Continuité des choses, jeunesse des éléments, vous que j'ai contemplées avec les yeux éblouis de l'enfance, plus brillants que le vert thuya grêlé de soleil, vous étincelez toujours, et moi je passe, bientôt j'aurai passé. Quand mon esprit est sans cesse transformé par les arabesques des événements, semblables à la course des nuages, je retrouve toujours pareille, active, satisfaite, honnête, la petite ville rêveuse de mon enfance.

017. Evian, au temps de la Comtesse de Noailles

En 1852. On trouve à Evian, des canots, des batelets, de gondoles couvertes pour les promenades sur le lac, et des ânes sellés à l'anglaise, ainsi que des voitures de toute espèce, pour les excursions, qui sont ici d'un grand intérêt.
Les pieds de la petite ville qui m'occupe se baignent dans le lac; sa tête jadis ornée d'une couronne murale, s'ombrage de noyers, de châtaigniers vigoureux et de vignes grimpantes qui enlacent de leurs festons et de leurs guirlandes non pas des arbres vivants,mais des arbres morts et dépouillés fichés en terre avec tous leurs rameaux.

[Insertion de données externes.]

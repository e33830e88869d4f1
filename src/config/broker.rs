use std::{path::PathBuf, time::Duration};

use aura_error::{ensure, AuraResult, StatusCode};
use serde::{Deserialize, Serialize};

use crate::pubsub::DiscoveryMode;

/// Имя каталога почтового ящика по умолчанию (внутри системного temp).
pub const DEFAULT_MAILBOX_DIR: &str = "aura_pubsub";
/// Имя файла таблицы токенов по умолчанию (внутри каталога ящика).
pub const DEFAULT_TOKEN_FILE: &str = "auth_tokens.bin";

/// Параметры брокера.
#[derive(Debug, Clone, PartialEq, Serialize, Deserialize)]
#[serde(default)]
pub struct BrokerConfig {
    /// Общий каталог почтового ящика. Процессы с одинаковым каталогом
    /// видят сообщения друг друга.
    pub mailbox_dir: PathBuf,
    /// Период сканирования ящика.
    pub poll_interval_ms: u64,
    /// Ёмкость личной очереди каждой подписки.
    pub queue_capacity: usize,
    pub discovery: DiscoveryMode,
    /// Запускать ли фоновый сканер. Без него брокер только пишет в ящик и
    /// читает его список, но не забирает чужие записи.
    pub scan_enabled: bool,
    /// Файл таблицы токенов. Относительный путь считается от `mailbox_dir`.
    pub token_file: PathBuf,
    /// Сколько помнить идентификаторы сообщений, разосланных локально.
    pub seen_ttl_secs: u64,
}

impl Default for BrokerConfig {
    fn default() -> Self {
        Self {
            mailbox_dir: std::env::temp_dir().join(DEFAULT_MAILBOX_DIR),
            poll_interval_ms: 100,
            queue_capacity: 1024,
            discovery: DiscoveryMode::Poll,
            scan_enabled: true,
            token_file: PathBuf::from(DEFAULT_TOKEN_FILE),
            seen_ttl_secs: 60,
        }
    }
}

impl BrokerConfig {
    /// Конфигурация по умолчанию с другим каталогом ящика.
    pub fn in_dir(dir: impl Into<PathBuf>) -> Self {
        Self {
            mailbox_dir: dir.into(),
            ..Self::default()
        }
    }

    pub fn poll_interval(&self) -> Duration {
        Duration::from_millis(self.poll_interval_ms)
    }

    pub fn seen_ttl(&self) -> Duration {
        Duration::from_secs(self.seen_ttl_secs)
    }

    /// Та же конфигурация без фонового сканера.
    ///
    /// Так открывают брокер команды, которые не принимают сообщения:
    /// иначе их сканер забрал бы записи, ждущие других процессов.
    pub fn without_scanner(self) -> Self {
        Self {
            scan_enabled: false,
            ..self
        }
    }

    /// Полный путь к файлу таблицы токенов.
    pub fn token_path(&self) -> PathBuf {
        if self.token_file.is_absolute() {
            self.token_file.clone()
        } else {
            self.mailbox_dir.join(&self.token_file)
        }
    }

    pub fn validate(&self) -> AuraResult<()> {
        ensure!(
            !self.mailbox_dir.as_os_str().is_empty(),
            StatusCode::InvalidArgs,
            "mailbox_dir must not be empty"
        );
        ensure!(
            self.poll_interval_ms > 0,
            StatusCode::InvalidArgs,
            "poll_interval_ms must be positive"
        );
        ensure!(
            self.queue_capacity > 0,
            StatusCode::InvalidArgs,
            "queue_capacity must be positive"
        );
        ensure!(
            !self.token_file.as_os_str().is_empty(),
            StatusCode::InvalidArgs,
            "token_file must not be empty"
        );
        Ok(())
    }
}
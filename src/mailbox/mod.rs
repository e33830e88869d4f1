//! Почтовый ящик: общее хранилище записей опубликованных сообщений.
//!
//! Каждая запись хранится отдельно и появляется атомарно. Несколько
//! процессов могут писать в один ящик и сканировать его одновременно;
//! запись, удалённая чужим сканером, просто пропускается.

pub mod codec;
pub mod fs;
pub mod memory;
pub mod record;

use std::path::Path;

use aura_error::AuraResult;

pub use fs::FsMailbox;
pub use memory::MemoryMailbox;
pub use record::{MessageRecord, RecordHandle};

/// Хранилище записей сообщений.
///
/// Методы синхронные: файловая реализация вызывается из `spawn_blocking`
/// и из потока публикации.
pub trait Mailbox: Send + Sync + 'static {
    /// Атомарно сохраняет запись. После возврата `Ok` запись видна
    /// любому сканеру этого ящика.
    fn persist(
        &self,
        record: &MessageRecord,
    ) -> AuraResult<RecordHandle>;

    /// Текущий список записей, ожидающих доставки.
    fn list_pending(&self) -> AuraResult<Vec<RecordHandle>>;

    /// Читает и декодирует запись.
    ///
    /// Ошибка с кодом `NotFound` означает, что запись уже забрал другой
    /// сканер; `CorruptedData` означает, что запись не читается.
    fn load(
        &self,
        handle: &RecordHandle,
    ) -> AuraResult<MessageRecord>;

    /// Удаляет запись. `Ok(false)`, если её уже не было.
    fn delete(
        &self,
        handle: &RecordHandle,
    ) -> AuraResult<bool>;

    /// Каталог для наблюдения за изменениями, если хранилище файловое.
    fn watch_root(&self) -> Option<&Path> {
        None
    }
}
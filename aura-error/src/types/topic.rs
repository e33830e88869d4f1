use thiserror::Error;

use crate::{ErrorExt, StatusCode};

/// Ошибки валидации имён топиков и шаблонов подписки.
#[derive(Debug, Clone, PartialEq, Eq, Error)]
pub enum TopicError {
    #[error("topic is empty")]
    Empty,

    #[error("topic '{topic}' has an empty segment at position {index}")]
    EmptySegment { topic: String, index: usize },

    #[error("concrete topic '{topic}' contains wildcard segment '{segment}'")]
    WildcardInTopic { topic: String, segment: String },

    #[error("pattern '{pattern}' has misplaced wildcard in segment '{segment}'")]
    MisplacedWildcard { pattern: String, segment: String },
}

impl ErrorExt for TopicError {
    fn status_code(&self) -> StatusCode {
        match self {
            Self::MisplacedWildcard { .. } => StatusCode::InvalidPattern,
            _ => StatusCode::InvalidTopic,
        }
    }

    fn as_any(&self) -> &dyn std::any::Any {
        self
    }
}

Ces "crosses", c'est le nom local, font l'effet de colossales cornes de cerf.
Que de délices pour le corps et pour l'âme dans ce ravissant petit canton de quelques lieues, dans ce vieux "Pays de Gavot", que les cultures perfectionnées, l'industrie et la manie de l'amélioration ne sont pas encore venues dépoétiser !
Un air vivifiant, suave, balsamique, tempéré en été par les brises du Léman et des alpes, des ruisseaux bruissants, des fontaines salutaires, un climat agréable, doux, presque méridional, des habitants généralement honnêtes, tel est le jardin de la Savoie, lequel n'a rien à envier à la Suisse. (page 49 et 50)
in "Evian et ses environs" par Alfred de Bougy, sous bibliothécaire de la Sorbonne à Paris.